Chcielibyście, aby to właśnie Wasz kandydat znalazł się w przyszłym roku w II turze wyborów?
- Do tego zmierzamy.
Kto jest Waszym wymarzonym przeciwnikiem, czy konkurentem? Rafał Zagozdon, czy kandydat PiS? Może SLD?
- To są zbyt daleko posunięte dywagacje. Robimy swoje. Myślę, ze jesienią zapadnie u nas decyzja dotycząca kandydata na Prezydenta, na pewno nie dzisiaj. Natomiast prognoza dla nas jest dzisiaj bardzo optymistyczna. Nie da się ukryć, że wiatru w plecy dostaniemy, dzięki równoczesnym wyborom Prezydenta RP. To są dobre czasy dla Platformy, tym bardziej, że nasze działania będą teraz coraz bardziej widoczne.
Po warunkiem, że tym razem przygotujecie przyzwoitą kampanię wyborczą, bo to co widzieliśmy przez ostatnie tygodnie, to niewiarygodna wręcz amatorszczyzna.
- Proszę pamiętać, że moja kampania ograniczyła się wyłącznie do Tomaszowa. Przede wszystkim ze względów finansowych. Miała ona być nie wizerunkowa ale merytoryczna. Muszę przy okazji przyznać, że w skali województwa wygrał wizerunek ładniejszy od mojego. Kampania wizerunkowa PiS musiała kosztować dużo więcej.
Chciałby Pan może coś dodać na zakończenie?
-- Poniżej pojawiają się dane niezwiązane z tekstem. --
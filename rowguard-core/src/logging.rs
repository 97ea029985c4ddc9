//! Logging bootstrap for embedders of the validation core.
//!
//! The core itself only emits `tracing` events; hosts that want output on
//! stderr can initialize a subscriber here. A `RUST_LOG` directive, when set,
//! takes precedence over the verbosity flags.

use crate::Result;
use tracing_subscriber::EnvFilter;

/// Maps verbosity flags to a default level directive.
fn level_directive(verbose: u8, quiet: bool) -> &'static str {
    match (quiet, verbose) {
        (true, _) => "error",
        (false, 0) => "info",
        (false, 1) => "debug",
        (false, _) => "trace",
    }
}

/// Initializes structured logging.
///
/// # Arguments
/// * `verbose` - Verbosity level (0=INFO, 1=DEBUG, 2+=TRACE)
/// * `quiet` - If true, only show ERROR level logs
///
/// A `RUST_LOG` environment directive overrides both flags.
///
/// # Errors
/// Fails if a global subscriber is already installed.
///
/// # Example
/// ```rust,no_run
/// use rowguard_core::logging::init_logging;
///
/// init_logging(1, false).expect("Failed to initialize logging");
/// ```
pub fn init_logging(verbose: u8, quiet: bool) -> Result<()> {
    let filter = EnvFilter::try_from_default_env()
        .unwrap_or_else(|_| EnvFilter::new(level_directive(verbose, quiet)));

    tracing_subscriber::fmt()
        .with_env_filter(filter)
        .with_target(false)
        .with_thread_ids(false)
        .with_file(false)
        .with_line_number(false)
        .try_init()
        .map_err(|e| {
            crate::error::RowGuardError::configuration(format!(
                "Failed to initialize logging: {}",
                e
            ))
        })?;

    Ok(())
}
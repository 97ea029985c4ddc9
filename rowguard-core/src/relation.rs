//! The queryable-relation interface the core validates against.
//!
//! The core has no knowledge of whether the underlying data originates from a
//! file, a warehouse, or an in-memory table. It requires exactly two
//! capabilities from the handle it is given: schema introspection (column names
//! and types) and execution of parameterized query text with rows streamed
//! back. Everything else, from connection management to registration of
//! sources and dialect concerns, belongs to the implementation.
//!
//! # Concurrency
//! A relation's underlying connection is not assumed safe for concurrent use.
//! Validating multiple datasets concurrently requires distinct relation
//! instances, one per dataset, with no implicit sharing.

use crate::error::ExecutionError;
use async_trait::async_trait;
use futures::stream::BoxStream;
use serde::{Deserialize, Serialize};
use serde_json::Value as JsonValue;

#[cfg(feature = "sqlite")]
pub mod sqlite;

/// One column of an introspected schema.
#[derive(Debug, Clone, PartialEq, Eq, Serialize, Deserialize)]
pub struct ColumnInfo {
    /// Column name as declared by the engine.
    pub name: String,
    /// Engine-reported type name.
    pub data_type: String,
}

/// Introspected schema of one relation.
#[derive(Debug, Clone, PartialEq, Eq, Serialize, Deserialize, Default)]
pub struct TableSchema {
    /// Columns in declaration order.
    pub columns: Vec<ColumnInfo>,
}

impl TableSchema {
    /// Creates a schema from `(name, type)` pairs.
    pub fn new(columns: Vec<ColumnInfo>) -> Self {
        Self { columns }
    }

    /// Looks up a column case-insensitively, returning the declared entry.
    pub fn column(&self, name: &str) -> Option<&ColumnInfo> {
        self.columns
            .iter()
            .find(|c| c.name.eq_ignore_ascii_case(name))
    }

    /// Whether a column exists (case-insensitive).
    pub fn has_column(&self, name: &str) -> bool {
        self.column(name).is_some()
    }

    /// All declared column names.
    pub fn column_names(&self) -> Vec<&str> {
        self.columns.iter().map(|c| c.name.as_str()).collect()
    }
}

/// Stream of result rows, each decoded as a JSON object keyed by column name.
pub type RowStream<'a> = BoxStream<'a, std::result::Result<JsonValue, ExecutionError>>;

/// Opaque handle to a queryable tabular dataset.
///
/// # Object Safety
/// The trait is object-safe; the execution engine owns a
/// `Box<dyn QueryableRelation>` injected by the caller (no global state).
///
/// # Security
/// Implementations execute whatever text they are handed. The compiler is the
/// sole producer of that text inside this crate, and it only emits validated,
/// escaped, read-only SELECTs.
#[async_trait]
pub trait QueryableRelation: Send + Sync {
    /// SQL reference for this relation, safe to embed in a FROM clause.
    fn table_ref(&self) -> &str;

    /// Introspects column names and types.
    ///
    /// # Errors
    /// Returns an error if introspection fails at the engine.
    async fn schema(&self) -> std::result::Result<TableSchema, ExecutionError>;

    /// Executes parameterized query text and streams rows back.
    ///
    /// Parameters bind positionally to `?` placeholders. Each yielded row is a
    /// JSON object keyed by result column name.
    ///
    /// # Errors
    /// Returns an error if the engine rejects or fails the query. Row-level
    /// decode failures surface as stream items.
    async fn query<'a>(
        &'a self,
        sql: &'a str,
        params: &'a [JsonValue],
    ) -> std::result::Result<RowStream<'a>, ExecutionError>;
}

#[cfg(test)]
mod tests {
    use super::*;

    fn schema() -> TableSchema {
        TableSchema::new(vec![
            ColumnInfo {
                name: "id".to_string(),
                data_type: "INTEGER".to_string(),
            },
            ColumnInfo {
                name: "Status".to_string(),
                data_type: "TEXT".to_string(),
            },
        ])
    }

    #[test]
    fn test_column_lookup_case_insensitive() {
        let schema = schema();
        assert!(schema.has_column("status"));
        assert_eq!(schema.column("STATUS").map(|c| c.name.as_str()), Some("Status"));
        assert!(!schema.has_column("missing"));
    }

    #[test]
    fn test_column_names_declaration_order() {
        assert_eq!(schema().column_names(), vec!["id", "Status"]);
    }
}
- Przede wszystkim to od czego powinniśmy zacząć. Chciałbym podziękować wszystkim osobom, które okazały mi swoje zaufanie oddając na mnie swój głos. Dziękuje również wszystkim tym, którzy wybrali Platformę Obywatelską ale i naszym przeciwnikom, którzy poszli do wyborów, bo oni również motywują nas do jeszcze lepszej i cięższej pracy.